Given the “brutal” impact of Covid, he said Doshii is now pushing at an open door – and platform sales have soared through the latest lockdowns as pubs and restaurants have used enforced downtime to get match fit and rebuild their finances.

When lockdowns kicked-in, the firm decided to waive fees for users until the year-end in a bid to get customers back on their feet while reopening under occupancy limitations – and attract more venues that may be struggling under the weight of technology they have had to adopt.

Tech integration: clearing venues' plates

The challenge many operators face is that with the plethora of ordering apps – including ecommerce and delivery apps as well as in-venue – is that the costs of integrating disparate platforms can end up outweighing the benefits and the hassle factor becomes counterproductive. 

As Mike Fraser, Creative & Design partner at Shadowboxer (which is working with Doshii on brand and go to market strategy), puts it: “Put simply, Doshii clears a venue’s plate, and allows them to focus on doing what they do best.”

The approach appears to be working, despite minimal direct customer marketing to date.  O’Donnell told Mi3 the platform has instead focused on growing through partners, primarily ordering apps and POS providers.

In the last 12 months “we’ve gone from having nine POS [providers] on the network to 18 and from 39 apps to 55 apps on the platform,” said O’Donnell. “In December last year we had access to about 20 per cent of the hospitality market, we’re now sitting at about 55-60 per cent. By the year end we should have access to 70 per cent from a POS perspective.”

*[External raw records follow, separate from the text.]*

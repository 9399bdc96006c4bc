use std::{cmp::Ordering, fmt::Display};

use Value::*;

use crate::{error::interpreter::RuntimeErrorType, scanner::{Token, TokenType}};

/// Value represents a runtime value.
#[derive(Debug, Clone, PartialEq)]
pub enum Value {
	Nil,
	Boolean(bool),
	Number(f64),
	Str(String),
}

/// How a value prints: `nil`, `true`/`false`, numbers in their shortest
/// round-trip form without a forced `.0`, and strings as their raw text.
impl Display for Value {
	fn fmt(&self, f: &mut std::fmt::Formatter<'_>) -> std::fmt::Result {
		match self {
			Nil => write!(f, "nil"),
			Boolean(b) => write!(f, "{b}"),
			Number(n) => write!(f, "{n}"),
			Str(s) => write!(f, "{s}"),
		}
	}
}

impl Value {
	/// Performs a binary operation between two values.
	pub fn binary_op(&self, operator: &Token<'_>, right: &Self) -> Result<Value, RuntimeErrorType> {
		use TokenType::*;

		let op = || operator.lexeme.to_string();
		match operator.r#type {
			Plus => self.plus(right).ok_or_else(|| RuntimeErrorType::OperandsMustMatch(op())),
			Minus => self.minus(right).ok_or_else(|| RuntimeErrorType::OperandsMustBeNumbers(op())),
			Star => self.star(right).ok_or_else(|| RuntimeErrorType::OperandsMustBeNumbers(op())),
			Slash => self.slash(right).ok_or_else(|| RuntimeErrorType::OperandsMustBeNumbers(op())),
			Greater | GreaterEqual | Less | LessEqual => {
				let ordering = self.compare(right).ok_or_else(|| RuntimeErrorType::OperandsMustMatch(op()))?;
				Ok(Boolean(ordering.is_some_and(|ordering| match operator.r#type {
					Greater => ordering.is_gt(),
					GreaterEqual => ordering.is_ge(),
					Less => ordering.is_lt(),
					_ => ordering.is_le(),
				})))
			}
			EqualEqual => Ok(Boolean(self.equal(right))),
			BangEqual => Ok(Boolean(!self.equal(right))),
			_ => Err(RuntimeErrorType::OperandsMustMatch(op())),
		}
	}

	/// Determines if the value is considered "true" in a boolean context.
	pub fn to_bool(&self) -> bool {
		match self {
			Nil => false,
			Boolean(b) => *b,
			Str(s) => !s.is_empty(),
			Number(n) => *n != 0.0,
		}
	}

	/// Tries to add two numbers or concatenate two strings.
	pub fn plus(&self, other: &Self) -> Option<Value> {
		match (self, other) {
			(Number(l), Number(r)) => Some(Number(l + r)),
			(Str(l), Str(r)) => Some(Str(format!("{l}{r}"))),
			_ => None,
		}
	}

	/// Tries to subtract two values.
	pub fn minus(&self, other: &Self) -> Option<Value> {
		match (self, other) {
			(Number(l), Number(r)) => Some(Number(l - r)),
			_ => None,
		}
	}

	/// Tries to multiply two values together.
	pub fn star(&self, other: &Self) -> Option<Value> {
		match (self, other) {
			(Number(l), Number(r)) => Some(Number(l * r)),
			_ => None,
		}
	}

	/// Tries to divide two values. Division by zero follows IEEE 754.
	pub fn slash(&self, other: &Self) -> Option<Value> {
		match (self, other) {
			(Number(l), Number(r)) => Some(Number(l / r)),
			_ => None,
		}
	}

	/// Orders two numbers or two strings, `None` for any other pair. NaN is
	/// unordered, so every comparison against it is false.
	fn compare(&self, other: &Self) -> Option<Option<Ordering>> {
		match (self, other) {
			(Number(l), Number(r)) => Some(l.partial_cmp(r)),
			(Str(l), Str(r)) => Some(Some(l.cmp(r))),
			_ => None,
		}
	}

	/// Structural equality. Values of different kinds are never equal.
	pub fn equal(&self, other: &Self) -> bool {
		match (self, other) {
			(Nil, Nil) => true,
			(Boolean(l), Boolean(r)) => l == r,
			(Number(l), Number(r)) => l == r,
			(Str(l), Str(r)) => l == r,
			_ => false,
		}
	}
}

#[cfg(test)]
mod tests {
	use super::*;

	fn operator(lexeme: &str) -> Token<'_> {
		let r#type = match lexeme {
			"+" => TokenType::Plus,
			"-" => TokenType::Minus,
			"*" => TokenType::Star,
			"/" => TokenType::Slash,
			"<" => TokenType::Less,
			"<=" => TokenType::LessEqual,
			">" => TokenType::Greater,
			">=" => TokenType::GreaterEqual,
			"==" => TokenType::EqualEqual,
			"!=" => TokenType::BangEqual,
			_ => unreachable!("not a binary operator: {lexeme}"),
		};
		Token::new(r#type, lexeme, 1, 1)
	}

	fn apply(left: Value, op: &str, right: Value) -> Result<Value, RuntimeErrorType> {
		left.binary_op(&operator(op), &right)
	}

	#[test]
	fn display() {
		assert_eq!(Nil.to_string(), "nil");
		assert_eq!(Boolean(true).to_string(), "true");
		assert_eq!(Number(3.0).to_string(), "3");
		assert_eq!(Number(2.5).to_string(), "2.5");
		assert_eq!(Number(-0.125).to_string(), "-0.125");
		assert_eq!(Number(0.1 + 0.2).to_string(), "0.30000000000000004");
		assert_eq!(Number(1e21).to_string(), "1000000000000000000000");
		assert_eq!(Str("raw \"text\"".to_string()).to_string(), "raw \"text\"");
	}

	#[test]
	fn truthiness() {
		assert!(!Nil.to_bool());
		assert!(!Boolean(false).to_bool());
		assert!(Boolean(true).to_bool());
		assert!(!Number(0.0).to_bool());
		assert!(!Number(-0.0).to_bool());
		assert!(Number(-1.0).to_bool());
		assert!(!Str(String::new()).to_bool());
		assert!(Str("0".to_string()).to_bool());
	}

	#[test]
	fn arithmetic() {
		assert_eq!(apply(Number(1.0), "+", Number(2.0)), Ok(Number(3.0)));
		assert_eq!(apply(Number(10.0), "-", Number(3.0)), Ok(Number(7.0)));
		assert_eq!(apply(Number(4.0), "*", Number(2.5)), Ok(Number(10.0)));
		assert_eq!(apply(Number(1.0), "/", Number(4.0)), Ok(Number(0.25)));
		assert_eq!(apply(Str("a".into()), "+", Str("b".into())), Ok(Str("ab".into())));
	}

	#[test]
	fn arithmetic_type_errors() {
		assert_eq!(apply(Number(1.0), "+", Boolean(true)), Err(RuntimeErrorType::OperandsMustMatch("+".into())));
		assert_eq!(apply(Str("a".into()), "+", Number(1.0)), Err(RuntimeErrorType::OperandsMustMatch("+".into())));
		assert_eq!(apply(Str("a".into()), "-", Str("b".into())), Err(RuntimeErrorType::OperandsMustBeNumbers("-".into())));
		assert_eq!(apply(Nil, "*", Number(1.0)), Err(RuntimeErrorType::OperandsMustBeNumbers("*".into())));
		assert_eq!(apply(Number(1.0), "/", Nil), Err(RuntimeErrorType::OperandsMustBeNumbers("/".into())));
	}

	#[test]
	fn division_by_zero() {
		assert_eq!(apply(Number(1.0), "/", Number(0.0)), Ok(Number(f64::INFINITY)));
		assert_eq!(apply(Number(-1.0), "/", Number(0.0)), Ok(Number(f64::NEG_INFINITY)));
		match apply(Number(0.0), "/", Number(0.0)) {
			Ok(Number(n)) => assert!(n.is_nan()),
			other => panic!("expected NaN, got {other:?}"),
		}
	}

	#[test]
	fn comparison() {
		assert_eq!(apply(Number(1.0), "<", Number(2.0)), Ok(Boolean(true)));
		assert_eq!(apply(Number(2.0), "<=", Number(2.0)), Ok(Boolean(true)));
		assert_eq!(apply(Number(1.0), ">", Number(2.0)), Ok(Boolean(false)));
		assert_eq!(apply(Number(2.0), ">=", Number(3.0)), Ok(Boolean(false)));
		assert_eq!(apply(Str("apple".into()), "<", Str("banana".into())), Ok(Boolean(true)));
		assert_eq!(apply(Str("b".into()), ">=", Str("b".into())), Ok(Boolean(true)));
		assert_eq!(apply(Number(1.0), "<", Str("2".into())), Err(RuntimeErrorType::OperandsMustMatch("<".into())));
		assert_eq!(apply(Nil, ">", Nil), Err(RuntimeErrorType::OperandsMustMatch(">".into())));
	}

	#[test]
	fn comparison_with_nan_is_false() {
		for op in ["<", "<=", ">", ">="] {
			assert_eq!(apply(Number(f64::NAN), op, Number(1.0)), Ok(Boolean(false)), "NaN {op} 1");
			assert_eq!(apply(Number(1.0), op, Number(f64::NAN)), Ok(Boolean(false)), "1 {op} NaN");
		}
	}

	#[test]
	fn equality() {
		assert_eq!(apply(Nil, "==", Nil), Ok(Boolean(true)));
		assert_eq!(apply(Nil, "==", Boolean(false)), Ok(Boolean(false)));
		assert_eq!(apply(Str("a".into()), "==", Str("a".into())), Ok(Boolean(true)));
		assert_eq!(apply(Number(1.0), "==", Str("1".into())), Ok(Boolean(false)));
		assert_eq!(apply(Number(1.0), "!=", Number(2.0)), Ok(Boolean(true)));
		assert_eq!(apply(Boolean(true), "!=", Boolean(true)), Ok(Boolean(false)));
	}
}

Meanwhile, it has moved up the food chain, signing big names including Hard Rock Café, Outback Steakhouse, Chiswick owner Solotel and Three Blue Ducks.

Secret sauce: sharper insights

With partnerships filling out, the next phase of the plan is to give hospitality operators sharper tools to drive growth, with Doshii now recruiting a head of data science to build a “venue intelligence tool”, according to O’Donnell.

“It will be much more sophisticated than just ‘what does your spend look like?’. The insights venues want to understand is how far does a burger need to travel and what type of packaging is needed to keep that burger from going soggy. Because at the moment, the insights they are getting is ‘your most sold item is a burger’. But they don’t know whether that is in-venue or if it is now going to home,” said O’Donnell.

“So we want to provide tangible value – and work out how to start connecting those ecosystems of suppliers and ways of working. Because we have very powerful data there, we have now captured over 160 million orders. Getting our heads around how that information can actually help a venue to start-up or an operator expand – what types of drinks sell best with what types of food, and what specials work best on what days – that is where we really want to start playing.”

X15’s Toby Norton-Smith thinks Doshii has now earned that right.

“We’re been very clear [since the acquisition] that it has to work for any hospitality venue. So the directive for Justin was ‘build the ecosystem, don’t worry about customers’. Make it so that every POS in Australia works with Doshii so that anyone in hospitality can use it. Double the number of apps so it works with any services a hospitality company can use. Then we can scale it.”

A tall order, but Doshii appears to have delivered significantly in less than a year of CommBank ownership.

How the year ahead plays out for CommBank’s broader loyalty play – and what it buys next – could prove instructive for the future of banking-led commerce, first party data and the shape of things to come.